What the task requires ->
The word "deviation" may appear in lines of the data below. Say how many lines hold it, giving only the number.

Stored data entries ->
↓↓↓

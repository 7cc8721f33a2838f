//! Adaptive threshold controller.
//!
//! Tracks an EWMA of oracle/DEX price-gap volatility per (chain, assetKey)
//! and derives tightened or relaxed admission bounds from it. Generalizes
//! the per-position sensitivity cache pattern (DashMap keyed, staleness
//! checked against a threshold) to a per-market volatility cache.

use dashmap::DashMap;
use std::time::{Duration, Instant};

const EWMA_ALPHA: f64 = 0.2;

/// Sensitivity of the health-factor bound and gap cap to measured
/// volatility. `normalize(sigma)` maps raw EWMA volatility (bps) into
/// [0, 1] by dividing by this reference scale and clamping; 1000 bps
/// of sustained oracle/DEX gap volatility saturates the adjustment.
const VOLATILITY_NORMALIZATION_BPS: f64 = 1000.0;

const K_HF: f64 = 0.06;
const K_GAP: f64 = 1.0;

/// Per-(chain, assetKey) adaptive state. Created on first observation,
/// updated on every price-gap observation, never destroyed.
#[derive(Debug, Clone)]
pub struct AdaptiveState {
    pub base_hf_max: f64,
    pub base_gap_cap_bps: f64,
    pub ewma_mean_bps: f64,
    pub ewma_volatility_bps: f64,
    pub last_update_at: Instant,
}

impl AdaptiveState {
    fn new(base_hf_max: f64, base_gap_cap_bps: f64) -> Self {
        Self {
            base_hf_max,
            base_gap_cap_bps,
            ewma_mean_bps: 0.0,
            ewma_volatility_bps: 0.0,
            last_update_at: Instant::now(),
        }
    }

    fn normalized_volatility(&self) -> f64 {
        (self.ewma_volatility_bps / VOLATILITY_NORMALIZATION_BPS).clamp(0.0, 1.0)
    }

    /// healthFactorMax = baseHfMax - k_hf * normalize(sigma), clamped to
    /// [baseHfMax - 0.04, baseHfMax + 0.02].
    pub fn health_factor_max(&self) -> f64 {
        let raw = self.base_hf_max - K_HF * self.normalized_volatility();
        raw.clamp(self.base_hf_max - 0.04, self.base_hf_max + 0.02)
    }

    /// gapCapBps = baseGapCapBps * (1 - k_gap * normalize(sigma)), clamped
    /// to [0.5*base, 1.5*base].
    pub fn gap_cap_bps(&self) -> f64 {
        let raw = self.base_gap_cap_bps * (1.0 - K_GAP * self.normalized_volatility());
        raw.clamp(self.base_gap_cap_bps * 0.5, self.base_gap_cap_bps * 1.5)
    }
}

/// Adaptive threshold controller, one instance shared across all chains.
pub struct AdaptiveThresholds {
    states: DashMap<(u64, String), AdaptiveState>,
}

impl Default for AdaptiveThresholds {
    fn default() -> Self {
        Self::new()
    }
}

impl AdaptiveThresholds {
    pub fn new() -> Self {
        Self {
            states: DashMap::new(),
        }
    }

    /// Feed one observed oracle/DEX gap (in bps) for (chain, assetKey),
    /// updating its EWMA volatility. `base_hf_max`/`base_gap_cap_bps` seed
    /// state on first observation and are otherwise ignored.
    pub fn observe_gap(
        &self,
        chain_id: u64,
        asset_key: &str,
        gap_bps: f64,
        base_hf_max: f64,
        base_gap_cap_bps: f64,
    ) {
        let key = (chain_id, asset_key.to_string());
        let mut state = self
            .states
            .entry(key)
            .or_insert_with(|| AdaptiveState::new(base_hf_max, base_gap_cap_bps));

        let deviation = (gap_bps - state.ewma_mean_bps).abs();
        state.ewma_volatility_bps =
            EWMA_ALPHA * deviation + (1.0 - EWMA_ALPHA) * state.ewma_volatility_bps;
        state.ewma_mean_bps = EWMA_ALPHA * gap_bps + (1.0 - EWMA_ALPHA) * state.ewma_mean_bps;
        state.last_update_at = Instant::now();
    }

    pub fn health_factor_max(&self, chain_id: u64, asset_key: &str, default_base: f64) -> f64 {
        self.states
            .get(&(chain_id, asset_key.to_string()))
            .map(|s| s.health_factor_max())
            .unwrap_or(default_base)
    }

    pub fn gap_cap_bps(&self, chain_id: u64, asset_key: &str, default_base: f64) -> f64 {
        self.states
            .get(&(chain_id, asset_key.to_string()))
            .map(|s| s.gap_cap_bps())
            .unwrap_or(default_base)
    }

    pub fn state(&self, chain_id: u64, asset_key: &str) -> Option<AdaptiveState> {
        self.states
            .get(&(chain_id, asset_key.to_string()))
            .map(|s| s.clone())
    }

    pub fn is_stale(&self, chain_id: u64, asset_key: &str, threshold: Duration) -> bool {
        self.states
            .get(&(chain_id, asset_key.to_string()))
            .map(|s| s.last_update_at.elapsed() > threshold)
            .unwrap_or(true)
    }
}

#[cfg(test)]
mod tests {
    use super::*;

    #[test]
    fn calm_market_relaxes_bounds_toward_base() {
        let controller = AdaptiveThresholds::new();
        for _ in 0..6 {
            controller.observe_gap(1, "WETH", 5.0, 1.03, 50.0);
        }
        let state = controller.state(1, "WETH").unwrap();
        assert!(state.health_factor_max() <= 1.03 + 0.02);
        assert!(state.health_factor_max() >= 1.03 - 0.04);
    }

    #[test]
    fn turbulent_market_tightens_bounds() {
        let controller = AdaptiveThresholds::new();
        // Scenario 5 from the testable-properties list: six observations of
        // a 600bps gap against an assetKey.
        for _ in 0..6 {
            controller.observe_gap(42161, "WSTETH", 600.0, 1.03, 50.0);
        }
        let hf_max = controller.health_factor_max(42161, "WSTETH", 1.03);
        let gap_cap = controller.gap_cap_bps(42161, "WSTETH", 50.0);
        assert!(hf_max <= 1.03);
        assert!(gap_cap <= 50.0);
    }

    #[test]
    fn bounds_stay_within_clamp_range() {
        let controller = AdaptiveThresholds::new();
        for _ in 0..50 {
            controller.observe_gap(1, "X", 10_000.0, 1.03, 50.0);
        }
        let state = controller.state(1, "X").unwrap();
        assert!(state.health_factor_max() >= 1.03 - 0.04 - 1e-9);
        assert!(state.health_factor_max() <= 1.03 + 0.02 + 1e-9);
        assert!(state.gap_cap_bps() >= 50.0 * 0.5 - 1e-9);
        assert!(state.gap_cap_bps() <= 50.0 * 1.5 + 1e-9);
    }
}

↑↑↑

Task answer ->
2